== TASK DETAILS ==
Lines where the string "static" appears are to be copied from the entries below.

== DATA UNDER STUDY ==

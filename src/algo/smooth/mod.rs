//! Laplacian-family smoothing filters.
//!
//! All filters share the same shape:
//!
//! * parameters are validated before the mesh is touched,
//! * the Laplacian operator is either supplied by the caller or built with
//!   equal weights and no pinned vertices,
//! * iteration runs on a private copy of the positions, which is written
//!   back to the mesh once every iteration has succeeded.
//!
//! An error therefore always leaves the mesh exactly as it was.
//!
//! # Filters
//!
//! - [`filter_laplacian`]: plain diffusion, explicit or implicit, with an
//!   optional isotropic volume constraint
//! - [`filter_humphrey`]: Laplacian step followed by a pull back toward the
//!   original and previous positions
//! - [`filter_taubin`]: alternating shrink (λ) and inflate (ν) steps
//! - [`filter_mut_dif_laplacian`]: per-vertex step sizes adapted to local
//!   curvature, with an optional volume constraint along vertex normals
//!
//! # Example
//!
//! ```
//! use fairing::algo::operator::laplacian_calculation;
//! use fairing::algo::smooth::{filter_laplacian, LaplacianOptions};
//! use fairing::mesh::{primitives, SurfaceMesh};
//!
//! let mut mesh = primitives::icosphere(2, 1.0);
//! let volume = mesh.volume();
//!
//! let operator = laplacian_calculation(&mesh, true, &[]).unwrap();
//! let options = LaplacianOptions::default().with_iterations(5);
//! filter_laplacian(&mut mesh, &options, Some(&operator)).unwrap();
//!
//! assert!(((mesh.volume() - volume) / volume).abs() < 1e-6);
//! ```

mod humphrey;
mod laplacian;
mod mutable;
mod taubin;

use std::borrow::Cow;

use nalgebra::{Point3, Vector3};

pub use humphrey::{filter_humphrey, filter_humphrey_with_progress, HumphreyOptions};
pub use laplacian::{filter_laplacian, filter_laplacian_with_progress, Integration, LaplacianOptions};
pub use mutable::{
    filter_mut_dif_laplacian, filter_mut_dif_laplacian_with_progress, MutableDiffusionOptions,
};
pub use taubin::{filter_taubin, filter_taubin_with_progress, TaubinOptions};

use super::operator::{LaplacianOperator, OperatorOptions};
use super::progress::{Progress, ProgressStep};
use crate::error::{GeometryDefect, Result, SmoothError};
use crate::mesh::SurfaceMesh;

/// One of the smoothing filters together with its options.
#[derive(Debug, Clone, PartialEq)]
pub enum Filter {
    /// [`filter_laplacian`]
    Laplacian(LaplacianOptions),
    /// [`filter_humphrey`]
    Humphrey(HumphreyOptions),
    /// [`filter_taubin`]
    Taubin(TaubinOptions),
    /// [`filter_mut_dif_laplacian`]
    MutableDiffusion(MutableDiffusionOptions),
}

impl Filter {
    /// Short name used in logs and progress reports.
    pub fn name(&self) -> &'static str {
        match self {
            Filter::Laplacian(_) => laplacian::NAME,
            Filter::Humphrey(_) => humphrey::NAME,
            Filter::Taubin(_) => taubin::NAME,
            Filter::MutableDiffusion(_) => mutable::NAME,
        }
    }

    /// Requested iteration count.
    pub fn iterations(&self) -> usize {
        match self {
            Filter::Laplacian(o) => o.iterations,
            Filter::Humphrey(o) => o.iterations,
            Filter::Taubin(o) => o.iterations,
            Filter::MutableDiffusion(o) => o.iterations,
        }
    }

    /// Check the wrapped options.
    pub fn validate(&self) -> Result<()> {
        match self {
            Filter::Laplacian(o) => o.validate(),
            Filter::Humphrey(o) => o.validate(),
            Filter::Taubin(o) => o.validate(),
            Filter::MutableDiffusion(o) => o.validate(),
        }
    }

    /// Run the filter on `mesh`.
    ///
    /// ```
    /// use fairing::algo::smooth::{Filter, TaubinOptions};
    /// use fairing::mesh::primitives;
    ///
    /// let mut mesh = primitives::icosphere(1, 1.0);
    /// let filter = Filter::Taubin(TaubinOptions::default().with_iterations(6));
    /// filter.apply(&mut mesh, None).unwrap();
    /// ```
    pub fn apply<M: SurfaceMesh + ?Sized>(
        &self,
        mesh: &mut M,
        operator: Option<&LaplacianOperator>,
    ) -> Result<()> {
        self.apply_with_progress(mesh, operator, &Progress::none())
    }

    /// Run the filter on `mesh`, reporting every iteration.
    pub fn apply_with_progress<M: SurfaceMesh + ?Sized>(
        &self,
        mesh: &mut M,
        operator: Option<&LaplacianOperator>,
        progress: &Progress,
    ) -> Result<()> {
        match self {
            Filter::Laplacian(o) => filter_laplacian_with_progress(mesh, o, operator, progress),
            Filter::Humphrey(o) => filter_humphrey_with_progress(mesh, o, operator, progress),
            Filter::Taubin(o) => filter_taubin_with_progress(mesh, o, operator, progress),
            Filter::MutableDiffusion(o) => {
                filter_mut_dif_laplacian_with_progress(mesh, o, operator, progress)
            }
        }
    }
}

impl From<LaplacianOptions> for Filter {
    fn from(options: LaplacianOptions) -> Self {
        Filter::Laplacian(options)
    }
}

impl From<HumphreyOptions> for Filter {
    fn from(options: HumphreyOptions) -> Self {
        Filter::Humphrey(options)
    }
}

impl From<TaubinOptions> for Filter {
    fn from(options: TaubinOptions) -> Self {
        Filter::Taubin(options)
    }
}

impl From<MutableDiffusionOptions> for Filter {
    fn from(options: MutableDiffusionOptions) -> Self {
        Filter::MutableDiffusion(options)
    }
}

/// Use the caller's operator if given, otherwise build the default one.
fn resolve_operator<'a, M: SurfaceMesh + ?Sized>(
    mesh: &M,
    operator: Option<&'a LaplacianOperator>,
) -> Result<Cow<'a, LaplacianOperator>> {
    match operator {
        Some(operator) => {
            operator.check_dimension(mesh.vertices().len())?;
            Ok(Cow::Borrowed(operator))
        }
        None => LaplacianOperator::new(mesh, &OperatorOptions::default()).map(Cow::Owned),
    }
}

/// `positions[i] += scale * field[i]`
fn advance(positions: &mut [Point3<f64>], field: &[Vector3<f64>], scale: f64) {
    for (p, d) in positions.iter_mut().zip(field) {
        *p += d * scale;
    }
}

/// Fail on the first vertex that a diverging step moved to NaN or infinity.
fn ensure_finite_positions(positions: &[Point3<f64>]) -> Result<()> {
    match positions
        .iter()
        .position(|p| !p.coords.iter().all(|c| c.is_finite()))
    {
        Some(vertex) => Err(SmoothError::DegenerateGeometry(
            GeometryDefect::NonFinitePosition { vertex },
        )),
        None => Ok(()),
    }
}

fn report(
    progress: &Progress,
    filter: &'static str,
    iteration: usize,
    total: usize,
    volume: Option<f64>,
) {
    match volume {
        Some(volume) => log::trace!("{}: iteration {}/{}, volume {:e}", filter, iteration, total, volume),
        None => log::trace!("{}: iteration {}/{}", filter, iteration, total),
    }
    progress.report(&ProgressStep {
        filter,
        iteration,
        total,
        volume,
    });
}

fn warn_outside_unit(filter: &str, name: &str, value: f64) {
    if !(0.0..=1.0).contains(&value) {
        log::warn!("{}: {} = {} is outside [0, 1]", filter, name, value);
    }
}

#[cfg(test)]
pub(crate) mod test_support {
    use nalgebra::{Point3, Vector3};

    use crate::mesh::{primitives, TriMesh};

    /// Icosphere with a deterministic radial bump on every vertex.
    pub fn noisy_icosphere(subdivisions: usize) -> TriMesh {
        let mesh = primitives::icosphere(subdivisions, 1.0);
        let (vertices, faces) = mesh.into_parts();
        let vertices = vertices
            .into_iter()
            .enumerate()
            .map(|(i, p)| {
                let bump = 1.0 + 0.05 * ((i * 7919 % 13) as f64 / 13.0 - 0.5);
                Point3::from(p.coords * bump)
            })
            .collect();
        TriMesh::new(vertices, faces).unwrap()
    }

    pub fn max_distance(a: &[Point3<f64>], b: &[Point3<f64>]) -> f64 {
        a.iter()
            .zip(b)
            .map(|(p, q)| (p - q).norm())
            .fold(0.0, f64::max)
    }

    pub fn centroid(points: &[Point3<f64>]) -> Point3<f64> {
        let sum: Vector3<f64> = points.iter().map(|p| p.coords).sum();
        Point3::from(sum / points.len() as f64)
    }
}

== REPLY TO THE EXERCISE ==
    pub fn name(&self) -> &'static str {
    filter: &'static str,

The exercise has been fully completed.